Saved entries:
━━━━━━━━━━━━━━━━
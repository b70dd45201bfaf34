use std::path::PathBuf;
use std::time::Duration;

use crate::payload::DEFAULT_PAYLOAD;

pub const DEFAULT_OP_TIMEOUT: Duration = Duration::from_secs(30);
pub const DEFAULT_CONNECT_TIMEOUT: Duration = Duration::from_secs(5);

/// Settings for one session, shared by every descriptor in the plan.
#[derive(Debug, Clone, PartialEq)]
pub struct RunConfig {
    /// Upper bound on a single store call.
    pub op_timeout: Duration,
    /// Upper bound on the connection check and on teardown.
    pub connect_timeout: Duration,
    /// File uploaded by blob descriptors.
    pub payload: PathBuf,
}

impl Default for RunConfig {
    fn default() -> Self {
        RunConfig {
            op_timeout: DEFAULT_OP_TIMEOUT,
            connect_timeout: DEFAULT_CONNECT_TIMEOUT,
            payload: PathBuf::from(DEFAULT_PAYLOAD),
        }
    }
}

impl RunConfig {
    pub fn with_op_timeout(mut self, timeout: Duration) -> Self {
        self.op_timeout = timeout;
        self
    }

    pub fn with_connect_timeout(mut self, timeout: Duration) -> Self {
        self.connect_timeout = timeout;
        self
    }

    pub fn with_payload(mut self, payload: impl Into<PathBuf>) -> Self {
        self.payload = payload.into();
        self
    }
}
━━━━━━━━━━━━━━━━
DIRECTIONS: Please work out how many lines in the data include "const"; write that number only.

REPLY TO THE EXERCISE: 2